• Idiopathic pulmonary fibrosis
• Pulmonary Rehabilitation

In 1952, Alvan Barach, a New York physician, wrote, ‘It may seem unusual perhaps to suggest exercise to these breathless people, but in fact it is one of the ways by which they can restore physical fitness’.1 Since then, pulmonary rehabilitation (PR) has proven its worth as a high-value treatment for COPD,2 improving exercise capacity, quality of life and muscle strength while also reducing hospital admissions.3–6 The usefulness of PR in other respiratory conditions, including interstitial lung disease (ILD), has been assumed because of the shared presence of deconditioning, fatigue, dyspnoea, exercise intolerance and impaired quality of life, factors known to be amenable to exercise training.

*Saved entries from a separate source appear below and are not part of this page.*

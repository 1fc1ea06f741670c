//! Review service.
//!
//! Adds, edits, and deletes product reviews. Every mutation recomputes the
//! product's cached rating while still holding the product's record lock, so
//! the stored rating always matches the stored reviews, including when
//! several shoppers review the same product at once.

mod error;

pub use error::ReviewServiceError;

use chrono::Utc;
use tracing::instrument;

use grocer_core::{ProductId, Review, ReviewId, UserId};

use crate::catalog::{InMemoryCatalog, ProductRecord};
use crate::rating::{self, RatingSummary};

/// Result of a review mutation made under the record lock.
type Outcome = Result<(Review, RatingSummary), ReviewServiceError>;

/// Review service.
pub struct ReviewService<'a> {
    catalog: &'a InMemoryCatalog,
}

impl<'a> ReviewService<'a> {
    /// Create a review service over `catalog`.
    #[must_use]
    pub const fn new(catalog: &'a InMemoryCatalog) -> Self {
        Self { catalog }
    }

    /// Add a review to a product and refresh its cached rating.
    ///
    /// # Errors
    ///
    /// Returns `ReviewServiceError::Invalid` if the rating is not 1-5.
    /// Returns `ReviewServiceError::AlreadyReviewed` if `author` already
    /// reviewed the product.
    /// Returns `ReviewServiceError::Repository` if the product does not exist.
    #[instrument(skip(self, comment))]
    pub fn add_review(
        &self,
        product_id: ProductId,
        author: UserId,
        stars: u8,
        comment: &str,
    ) -> Result<Review, ReviewServiceError> {
        let now = Utc::now();

        let (review, summary) = self.catalog.with_record_mut(product_id, |record| -> Outcome {
            if record.reviews.iter().any(|r| r.author == author) {
                return Err(ReviewServiceError::AlreadyReviewed { product_id, author });
            }

            let id = next_review_id(product_id, record)?;
            let review = Review::new(id, author, stars, comment, now)?;
            record.reviews.push(review.clone());
            let summary = rating::apply(&mut record.product, &record.reviews);
            Ok((review, summary))
        })??;

        log_summary(product_id, summary, "Review added");
        Ok(review)
    }

    /// Replace a review's rating and comment and refresh the cached rating.
    ///
    /// # Errors
    ///
    /// Returns `ReviewServiceError::Invalid` if the rating is not 1-5.
    /// Returns `ReviewServiceError::ReviewNotFound` if the product has no
    /// review with `review_id`.
    /// Returns `ReviewServiceError::Repository` if the product does not exist.
    #[instrument(skip(self, comment))]
    pub fn edit_review(
        &self,
        product_id: ProductId,
        review_id: ReviewId,
        stars: u8,
        comment: &str,
    ) -> Result<Review, ReviewServiceError> {
        let now = Utc::now();

        let (review, summary) = self.catalog.with_record_mut(product_id, |record| -> Outcome {
            let review = record
                .reviews
                .iter_mut()
                .find(|r| r.id == review_id)
                .ok_or(ReviewServiceError::ReviewNotFound {
                    product_id,
                    review_id,
                })?;
            review.edit(stars, comment, now)?;
            let edited = review.clone();

            let summary = rating::apply(&mut record.product, &record.reviews);
            Ok((edited, summary))
        })??;

        log_summary(product_id, summary, "Review edited");
        Ok(review)
    }

    /// Delete a review and refresh the cached rating.
    ///
    /// Returns the removed review.
    ///
    /// # Errors
    ///
    /// Returns `ReviewServiceError::ReviewNotFound` if the product has no
    /// review with `review_id`.
    /// Returns `ReviewServiceError::Repository` if the product does not exist.
    #[instrument(skip(self))]
    pub fn delete_review(
        &self,
        product_id: ProductId,
        review_id: ReviewId,
    ) -> Result<Review, ReviewServiceError> {
        let (review, summary) = self.catalog.with_record_mut(product_id, |record| -> Outcome {
            let index = record
                .reviews
                .iter()
                .position(|r| r.id == review_id)
                .ok_or(ReviewServiceError::ReviewNotFound {
                    product_id,
                    review_id,
                })?;
            let removed = record.reviews.remove(index);

            let summary = rating::apply(&mut record.product, &record.reviews);
            Ok((removed, summary))
        })??;

        log_summary(product_id, summary, "Review deleted");
        Ok(review)
    }

    /// Reviews of a product in insertion order.
    ///
    /// # Errors
    ///
    /// Returns `ReviewServiceError::Repository` if the product does not exist.
    pub fn list_reviews(&self, product_id: ProductId) -> Result<Vec<Review>, ReviewServiceError> {
        Ok(self.catalog.reviews(product_id)?)
    }
}

/// Review ids are allocated per product, one above the highest in use.
fn next_review_id(
    product_id: ProductId,
    record: &ProductRecord,
) -> Result<ReviewId, ReviewServiceError> {
    let highest = record
        .reviews
        .iter()
        .map(|r| r.id.as_i32())
        .max()
        .unwrap_or(0);
    highest
        .checked_add(1)
        .map(ReviewId::new)
        .ok_or(ReviewServiceError::ReviewIdsExhausted { product_id })
}

fn log_summary(product_id: ProductId, summary: RatingSummary, message: &str) {
    tracing::info!(
        product_id = %product_id,
        rating = %summary.rating,
        review_count = summary.review_count,
        "{message}"
    );
}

ILD includes a heterogeneous group of disorders, with severity and prognosis that vary both between subtypes and at an individual level. The basis of exercise training as a treatment modality may therefore be less straightforward than in other pulmonary disorders. People with COPD often present with a long history of physical inactivity and activity levels are typically reduced even in early disease.7 Patients with ILD may have a shorter period prior to presentation and a more rapid trajectory of lung function decline than other chronic lung conditions with less time for deconditioning to develop. In addition, some will be receiving systemic corticosteroid therapy known to have important effects on muscular function8 and important systemic effects may be present, including rheumatological conditions, direct muscle involvement in connective tissue diseases and pulmonary hypertension limiting cardiac output. These all may limit the potential for gains in function.9

The research literature to support PR in ILD is relatively modest, with only weak recommendations in international guidelines for considering exercise training in ILD.10 ,11 There remain questions about the value of exercise training-based interventions in ILD in relation to both disease aetiology and severity. In Thorax, Dowman et al12 report a randomised, controlled, assessor-blinded trial assessing the effectiveness of PR in 142 stable patients with exertional dyspnoea and a variety of ILD aetiologies. These were considered in three specific categories—asbestosis (n=22), idiopathic pulmonary fibrosis (IPF) (n=61) and connective tissue disease-related (CTD-ILD) (n=23). Participants were randomised to receive a supervised 8 week exercise training programme, including aerobic and resistance training alongside the educational component of PR, or usual care including weekly telephone support. Six-minute walking distance, quality of life and strength measures were performed at baseline, 9 weeks and 6 months.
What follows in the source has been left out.